For a primary statement of this alternate theme (limits imposed by inherited design), we must look to the largely forgotten work of the great Belgian paleontologist Louis Dollo (1857–1931). Dollo gave his name to an evolutionary principle known as
irreversibility
(often called Dollo’s Law). In one of the cruel ironies often imposed by history, many fine thinkers win their posthumous recognition only by eponymous linkage with a principle so widely misunderstood that true views turn into their opposite. Many evolutionists interpret Dollo’s Law as an antiquated statement about inherent, directional drives in evolution—a last gasp of a mystical vitalism that the Darwinian juggernaut finally defeated. In fact, Dollo was a convinced mechanist, and a Darwinian in basic orientation (with some interesting wrinkles of disagreement).

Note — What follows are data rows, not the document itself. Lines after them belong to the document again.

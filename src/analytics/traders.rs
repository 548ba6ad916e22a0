//! Per-day trader activity: unique buyers/sellers, first-seen buyers, and
//! the repeat-buyer rate across the whole series.

use crate::types::EnrichedSale;
use crate::utils::utc_date;
use chrono::NaiveDate;
use serde::{Deserialize, Serialize};
use std::collections::{BTreeMap, HashSet};

#[derive(Debug, Clone, PartialEq, Serialize, Deserialize)]
pub struct DailyTraderStat {
    pub date: NaiveDate,
    pub unique_buyers: usize,
    pub unique_sellers: usize,
    pub new_buyers: usize,
}

#[derive(Debug, Clone, PartialEq, Serialize, Deserialize)]
pub struct TraderAnalysis {
    pub daily: Vec<DailyTraderStat>,
    pub total_buyers: usize,
    pub total_sellers: usize,
    /// Fraction of distinct buyers with more than one purchase.
    pub repeat_buyer_rate: f64,
}

/// Walks sales grouped by UTC date in ascending order, so "new buyer" means
/// an address never seen on an earlier date in the input.
pub fn analyze_traders(sales: &[EnrichedSale]) -> TraderAnalysis {
    let mut days: BTreeMap<NaiveDate, Vec<&EnrichedSale>> = BTreeMap::new();
    for sale in sales {
        days.entry(utc_date(sale.timestamp)).or_default().push(sale);
    }

    let mut seen_buyers: HashSet<&str> = HashSet::new();
    let mut all_sellers: HashSet<&str> = HashSet::new();
    let mut buyer_purchases: BTreeMap<&str, usize> = BTreeMap::new();

    let mut daily = Vec::with_capacity(days.len());
    for (date, day_sales) in &days {
        let mut buyers: HashSet<&str> = HashSet::new();
        let mut sellers: HashSet<&str> = HashSet::new();
        for sale in day_sales {
            buyers.insert(sale.buyer.as_str());
            sellers.insert(sale.seller.as_str());
            *buyer_purchases.entry(sale.buyer.as_str()).or_insert(0) += 1;
        }

        let new_buyers = buyers.iter().filter(|b| !seen_buyers.contains(**b)).count();
        seen_buyers.extend(buyers.iter());
        all_sellers.extend(sellers.iter());

        daily.push(DailyTraderStat {
            date: *date,
            unique_buyers: buyers.len(),
            unique_sellers: sellers.len(),
            new_buyers,
        });
    }

    let total_buyers = seen_buyers.len();
    let repeat_buyers = buyer_purchases.values().filter(|count| **count > 1).count();
    let repeat_buyer_rate = if total_buyers > 0 {
        repeat_buyers as f64 / total_buyers as f64
    } else {
        0.0
    };

    TraderAnalysis {
        daily,
        total_buyers,
        total_sellers: all_sellers.len(),
        repeat_buyer_rate,
    }
}

#[cfg(test)]
mod tests {
    use super::*;
    use crate::types::CurrencyKind;

    const DAY: u64 = 86_400;
    const T0: u64 = 1_609_459_200; // 2021-01-01T00:00:00Z

    fn sale(buyer: &str, seller: &str, timestamp: u64) -> EnrichedSale {
        EnrichedSale {
            tx_hash: format!("0x{:064x}", timestamp),
            token_id: "1".to_string(),
            block_number: 1,
            timestamp,
            seller: seller.to_string(),
            buyer: buyer.to_string(),
            price_eth: 1.0,
            price_usd: None,
            currency: CurrencyKind::Native,
            currency_symbol: "ETH".to_string(),
        }
    }

    #[test]
    fn counts_unique_and_new_buyers_per_day() {
        let sales = vec![
            sale("0xa", "0xs1", T0),
            sale("0xa", "0xs2", T0 + 1),
            sale("0xb", "0xs1", T0 + 2),
            sale("0xa", "0xs3", T0 + DAY),
            sale("0xc", "0xs1", T0 + DAY + 1),
        ];
        let analysis = analyze_traders(&sales);
        assert_eq!(analysis.daily.len(), 2);
        assert_eq!(analysis.daily[0].unique_buyers, 2);
        assert_eq!(analysis.daily[0].new_buyers, 2);
        assert_eq!(analysis.daily[1].unique_buyers, 2);
        assert_eq!(analysis.daily[1].new_buyers, 1); // only 0xc is new
        assert_eq!(analysis.total_buyers, 3);
        assert_eq!(analysis.total_sellers, 3);
    }

    #[test]
    fn repeat_rate_counts_multi_purchase_buyers() {
        let sales = vec![
            sale("0xa", "0xs", T0),
            sale("0xb", "0xs", T0),
            sale("0xa", "0xs", T0 + DAY),
        ];
        let analysis = analyze_traders(&sales);
        // 0xa bought twice, 0xb once.
        assert!((analysis.repeat_buyer_rate - 0.5).abs() < 1e-9);
    }

    #[test]
    fn same_day_rebuy_counts_as_repeat() {
        let sales = vec![sale("0xa", "0xs", T0), sale("0xa", "0xs", T0 + 10)];
        let analysis = analyze_traders(&sales);
        assert_eq!(analysis.total_buyers, 1);
        assert_eq!(analysis.repeat_buyer_rate, 1.0);
    }

    #[test]
    fn empty_input() {
        let analysis = analyze_traders(&[]);
        assert!(analysis.daily.is_empty());
        assert_eq!(analysis.total_buyers, 0);
        assert_eq!(analysis.repeat_buyer_rate, 0.0);
    }
}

To Dollo, irreversibility epitomized the nature of history under simple conditions of mathematical probability (Dollo had obtained an extensive education in mathematics and attributed his formulation of irreversibility to this training). Evolutionary transformations are so complex—involving hundreds of independent changes—that any complete reversal to a former state becomes impossible for the same reason that you will never flip 1,000 heads in a row with an honest coin. No mysticism, no vitalism, only the ordinary operation of probability in a complex world. A simple change (increase in size, mutation in a single gene) may be reversed, but the standard transformations that form the bread and butter of paleontology (origin of flight in birds, evolution of humans from apelike ancestors) cannot run backwards to recover an ancestral state exactly.